REVIEW: Status - The Unity Theatre, Liverpool.


Status is the second in a planned trilogy of performance pieces written and performed by Mancunian Chris Thorpe ‘examining the intersection between our individual humanity and our politics’. The first piece ‘Confirmation’ won an Edinburgh Fringe First in 2014 and Chris once again has worked with acclaimed American Tony Award winning director Rachel Chavkin on this one man show ‘with songs’. The Status production credits are no less impressive with an international sound, set, video production and lighting team and German dramaturg Jorg Vorhaben. The result is a sound and visual feast of lighting and activity that gives Thorpe a full workout on stage. This is so much more than a one man show. The backdrop is a huge whiteboard that appears fluid with projected moving images representing place and beat and rhythm to emphasise each story and performance element. Motivated by Theresa May’s 2016 Tory party conference quotation ‘If you believe you are a citizen of the world, you are a citizen of nowhere’, Thorpe slips easily in and out of character as he explores the idea and possible impact of rescinding his British passport in order to escape his cultural and national identity. 

‘This is not a Brexit piece’, he states and indeed it is so much more than that. The audience is taken from London to places real and imagined around the world, with the aid of video projection, including 1990s Serbia to Colorado and the wisdom of the Navaho people to modern day Singapore in a ‘globe-spanning journey of attempted escape’. The main character ‘Chris’ examines nationalism through his experiences past and present with people and characters he meets and scenes of injustice that he witnesses all through the eyes of a British subject. 
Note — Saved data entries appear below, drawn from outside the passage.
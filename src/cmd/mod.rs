//! CLI command implementations.
//!
//! | Module      | Commands handled          |
//! |-------------|---------------------------|
//! | `serve`     | `Serve`                   |
//! | `summarize` | `Summarize`               |
//! | `config`    | `Config` (`show`, `init`) |

pub mod config;
pub mod serve;
pub mod summarize;

pub use config::cmd_config;
pub use serve::cmd_serve;
pub use summarize::cmd_summarize;

use std::sync::Arc;

use anyhow::{Context, Result};
use recap::config::{RecapConfig, StoreBackend};
use recap::summary::db::SqliteStore;
use recap::summary::summarizer::AnthropicSummarizer;
use recap::{InMemoryStore, JobRunner, SummaryStore};

/// Wire the configured summarizer and store into a `JobRunner`.
pub fn build_runner(config: &RecapConfig) -> Result<JobRunner> {
    let summarizer = AnthropicSummarizer::from_config(&config.summarizer)
        .context("Failed to configure the summarizer")?;

    let store: Arc<dyn SummaryStore> = match config.store.backend {
        StoreBackend::Memory => Arc::new(InMemoryStore::new()),
        StoreBackend::Sqlite => Arc::new(
            SqliteStore::open(&config.store.path).context("Failed to open summary database")?,
        ),
    };

    Ok(JobRunner::new(Arc::new(summarizer), store))
}
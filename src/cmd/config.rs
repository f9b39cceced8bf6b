//! Configuration view and scaffolding commands — `recap config`.

use std::path::Path;

use anyhow::Result;
use recap::config::{CONFIG_FILE_NAME, RecapConfig};

use super::super::ConfigCommands;

pub fn cmd_config(config_path: Option<&Path>, command: Option<ConfigCommands>) -> Result<()> {
    match command {
        None | Some(ConfigCommands::Show) => {
            let config = RecapConfig::discover(config_path)?;
            let source = match config_path {
                Some(path) => Some(path.to_path_buf()),
                None => Some(Path::new(CONFIG_FILE_NAME).to_path_buf()).filter(|p| p.exists()),
            };
            match source {
                Some(path) => println!("# Config file: {}", path.display()),
                None => println!("# No {} found; showing defaults", CONFIG_FILE_NAME),
            }
            println!("# Effective values include environment overrides");
            println!();
            print!("{}", config.to_redacted_toml()?);

            if let Err(e) = config.validate() {
                eprintln!("Warning: configuration is invalid: {}", e);
            }
        }
        Some(ConfigCommands::Init { force }) => {
            let path = config_path.unwrap_or_else(|| Path::new(CONFIG_FILE_NAME));
            if path.exists() && !force {
                anyhow::bail!(
                    "{} already exists. Use --force to overwrite.",
                    path.display()
                );
            }
            RecapConfig::default().save(path)?;
            println!("Created {}", path.display());
        }
    }
    Ok(())
}
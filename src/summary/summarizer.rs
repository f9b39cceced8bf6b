//! Text-generation capability used by the orchestrator.
//!
//! `Summarizer` is the seam: the orchestrator only ever sees the trait, the
//! service wires in `AnthropicSummarizer`, tests wire in scripted doubles.

use std::time::Duration;

use async_trait::async_trait;
use serde::{Deserialize, Serialize};
use tracing::{debug, error};

use crate::config::SummarizerConfig;
use crate::errors::SummarizerError;

const ANTHROPIC_VERSION: &str = "2023-06-01";

/// Produces a first-pass summary and folds new text into an existing one.
#[async_trait]
pub trait Summarizer: Send + Sync {
    async fn generate_initial(&self, content: &str) -> Result<String, SummarizerError>;

    async fn refine(&self, existing_summary: &str, new_content: &str) -> Result<String, SummarizerError>;
}

pub fn initial_prompt(content: &str) -> String {
    format!(
        "Write a concise summary of the following markdown content: {}",
        content
    )
}

pub fn refine_prompt(existing_summary: &str, new_content: &str) -> String {
    format!(
        "Produce a final summary in markdown format.\n\n\
         Existing summary up to this point:\n\
         {}\n\n\
         New markdown content:\n\
         ------------\n\
         {}\n\
         ------------\n\n\
         Given the new content, refine the original summary. The output should be well-formatted markdown.",
        existing_summary, new_content
    )
}

#[derive(Debug, Serialize)]
struct MessagesRequest<'a> {
    model: &'a str,
    max_tokens: u32,
    messages: Vec<Message>,
}

#[derive(Debug, Serialize)]
struct Message {
    role: &'static str,
    content: String,
}

#[derive(Debug, Deserialize)]
struct MessagesResponse {
    #[serde(default)]
    content: Vec<ContentBlock>,
}

#[derive(Debug, Deserialize)]
struct ContentBlock {
    #[serde(rename = "type")]
    kind: String,
    #[serde(default)]
    text: Option<String>,
}

/// `Summarizer` backed by the Anthropic Messages API.
pub struct AnthropicSummarizer {
    client: reqwest::Client,
    messages_url: String,
    api_key: String,
    model: String,
    max_tokens: u32,
    timeout_secs: u64,
}

impl AnthropicSummarizer {
    pub fn from_config(config: &SummarizerConfig) -> Result<Self, SummarizerError> {
        let api_key = config
            .api_key
            .clone()
            .filter(|key| !key.trim().is_empty())
            .ok_or(SummarizerError::MissingApiKey)?;
        let client = reqwest::Client::builder()
            .timeout(Duration::from_secs(config.timeout_secs))
            .build()
            .map_err(SummarizerError::Request)?;
        Ok(Self {
            client,
            messages_url: format!("{}/v1/messages", config.api_url.trim_end_matches('/')),
            api_key,
            model: config.model.clone(),
            max_tokens: config.max_tokens,
            timeout_secs: config.timeout_secs,
        })
    }

    pub fn model(&self) -> &str {
        &self.model
    }

    async fn complete(&self, prompt: String) -> Result<String, SummarizerError> {
        let body = MessagesRequest {
            model: &self.model,
            max_tokens: self.max_tokens,
            messages: vec![Message {
                role: "user",
                content: prompt,
            }],
        };

        let resp = self
            .client
            .post(&self.messages_url)
            .header("x-api-key", &self.api_key)
            .header("anthropic-version", ANTHROPIC_VERSION)
            .json(&body)
            .send()
            .await
            .map_err(|e| self.map_transport_error(e))?;

        let status = resp.status();
        let text = resp.text().await.map_err(|e| self.map_transport_error(e))?;
        if !status.is_success() {
            error!(model = %self.model, status = status.as_u16(), "Summarizer API returned an error");
            return Err(SummarizerError::Api {
                status: status.as_u16(),
                body: text,
            });
        }

        let parsed: MessagesResponse = serde_json::from_str(&text).map_err(|e| {
            SummarizerError::Other(anyhow::anyhow!(
                "Failed to parse summarizer response: {}; body: {}",
                e,
                text
            ))
        })?;
        let output: String = parsed
            .content
            .into_iter()
            .filter(|block| block.kind == "text")
            .filter_map(|block| block.text)
            .collect::<Vec<_>>()
            .join("");
        if output.trim().is_empty() {
            return Err(SummarizerError::EmptyResponse {
                model: self.model.clone(),
            });
        }
        Ok(output)
    }

    fn map_transport_error(&self, err: reqwest::Error) -> SummarizerError {
        if err.is_timeout() {
            SummarizerError::Timeout {
                secs: self.timeout_secs,
            }
        } else {
            SummarizerError::Request(err)
        }
    }
}

#[async_trait]
impl Summarizer for AnthropicSummarizer {
    async fn generate_initial(&self, content: &str) -> Result<String, SummarizerError> {
        debug!(model = %self.model, "Generating initial summary");
        let summary = self.complete(initial_prompt(content)).await?;
        debug!(chars = summary.len(), "Generated initial summary");
        Ok(summary)
    }

    async fn refine(&self, existing_summary: &str, new_content: &str) -> Result<String, SummarizerError> {
        debug!(model = %self.model, "Refining existing summary with new content");
        let summary = self
            .complete(refine_prompt(existing_summary, new_content))
            .await?;
        debug!(chars = summary.len(), "Refined summary");
        Ok(summary)
    }
}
There are some hard facts and disturbing elements as he deals with army militia attacking civilians, refugee drownings and the impact of belonging nowhere. Spoken-word songs, with a distinctly Northern sound, accompanied by an electric guitar punctuate his rhetoric effectively emphasising the points with passion. The songs also provide light and shade in a stunning performance that never loses pace. Thorpe is an acting force to be reckoned with, gaining every nuance from his physicality on stage from a flick of a hand to his menacing soldier face. Vorhaben’s influence is clear where ‘the script becomes just one element’ of the performance but you have to give Thorpe credit for the powerful writing in this 80-minute piece. Thorpe takes the analogy of national and cultural identity to the physical extreme of a body organ that can only be cut out. It’s a call for a divided world to acknowledge and learn from the sins of the past and open their eyes to the world-wide rise in extremism. 

Thought-provoking and timely, ultimately the audience is left with more questions than answers as Status forces you to examine your own beliefs in a culturally divided world that is fast becoming physically divided with more walls and barriers being constructed than torn down.